# Dry Yeast Starter - S-04



## tom86 (5/8/20)

Apologise if this have been covered before, I did a bit of a search first.

I am making a beer on the weekend going to use S-04. 42L with 1.068 OG (planned).

Beersmtih recommends 519 billion which is 3 packets of dry yeast.

I have made a few starters now using liquid yeast, why cant I do the same using only 1 packet of S-04?

I have never re-hydrated dry yeast but it seems like if I am gonig to re-hydrate, it is about the same amount of effort to do a starter, so why not do a starter instead?


----------



## clickeral (5/8/20)

You can do a starter with dry yeast no issues. Same process as liquid yeast, the option is that you don't need to.


----------



## Vini2ton (5/8/20)

S-04 is an English ale yeast. US-05 is an American ale yeast. If you are going to use a dry yeast, why "go off the reservation" and make a starter instead of using the product for what it was designed for? More work for no increased benefit. I re-use dry varieties, but initially I just sprinkle the prescribed dose and have done with it. I get sick of cleaning and sanitising stuff.


----------



## tom86 (5/8/20)

Vini2ton said:


> S-04 is an English ale yeast. US-05 is an American ale yeast. If you are going to use a dry yeast, why "go off the reservation" and make a starter instead of using the product for what it was designed for? More work for no increased benefit. I re-use dry varieties, but initially I just sprinkle the prescribed dose and have done with it. I get sick of cleaning and sanitising stuff.

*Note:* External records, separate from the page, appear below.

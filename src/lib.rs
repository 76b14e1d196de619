//! Two-player scoring console library.
//!
//! Exposes the domain core, drivers, and adapters so the binary and the
//! host integration tests share one build.  Raspberry Pi GPIO is behind the
//! `rpi` feature; every other module compiles on any host.

#![deny(unused_must_use)]

pub mod adapters;
pub mod app;
pub mod config;
pub mod drivers;
pub mod error;
pub mod pins;
pub mod scheduler;
pub mod sensors;
//! Idle/active power state.
//!
//! [`ActivityState`] is a plain value; the shared copy lives inside the
//! [`ConsoleService`](super::service::ConsoleService) lock together with the
//! scoreboard, so check-and-set and the reset that accompanies power-off
//! happen in one critical section.

use std::time::{Duration, Instant};

/// Result of feeding an observation into [`ActivityState`].
#[derive(Debug, Clone, Copy, PartialEq, Eq)]
pub enum Transition {
    /// Nothing changed state.
    None,
    /// Idle → active.  The caller owes exactly one "turn on" side effect.
    PoweredOn,
    /// Active → idle.  The caller owes one "turn off" side effect and a reset.
    PoweredOff,
}

#[derive(Debug, Clone)]
pub struct ActivityState {
    active: bool,
    last_active_at: Instant,
    idle_timeout: Duration,
}

impl ActivityState {
    /// Start in the active state, as if the console had just been used.
    pub fn new(idle_timeout: Duration, now: Instant) -> Self {
        Self {
            active: true,
            last_active_at: now,
            idle_timeout,
        }
    }

    /// Record activity at `now`.
    pub fn mark_active(&mut self, now: Instant) -> Transition {
        // A stale `now` from a slow worker must not move the clock backwards.
        if now > self.last_active_at {
            self.last_active_at = now;
        }
        if self.active {
            Transition::None
        } else {
            self.active = true;
            Transition::PoweredOn
        }
    }

    /// Power down once `now - last_active_at` exceeds the idle timeout.
    pub fn check_idle(&mut self, now: Instant) -> Transition {
        if self.active && now.saturating_duration_since(self.last_active_at) > self.idle_timeout {
            self.active = false;
            Transition::PoweredOff
        } else {
            Transition::None
        }
    }

    pub fn is_active(&self) -> bool {
        self.active
    }

    pub fn last_active_at(&self) -> Instant {
        self.last_active_at
    }

    pub fn idle_timeout(&self) -> Duration {
        self.idle_timeout
    }
}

Whoops, Thanks changed to S-04. 

I guess just to save $12.... 

Also, I dont understand why making a starter for liquid yeast is the normal process but making a starter for dry yeast is considered "going off the reservation"?


----------



## Vini2ton (5/8/20)

I've done it before, with the same idea you have. I wouldn't do it again because the sprinkle thing is so easy and simple. Some will say that dry varieties shouldn't be used multi-generational. What I mean is that it's just another complication that is unnecessary. I suppose I shouldn't say "going of the reservation" nowadays but I love the imagery. Goodluck and How.


----------



## extractbrewer (7/8/20)

tom86 said:


> Also, I dont understand why making a starter for liquid yeast is the normal process but making a starter for dry yeast is considered "going off the reservation"?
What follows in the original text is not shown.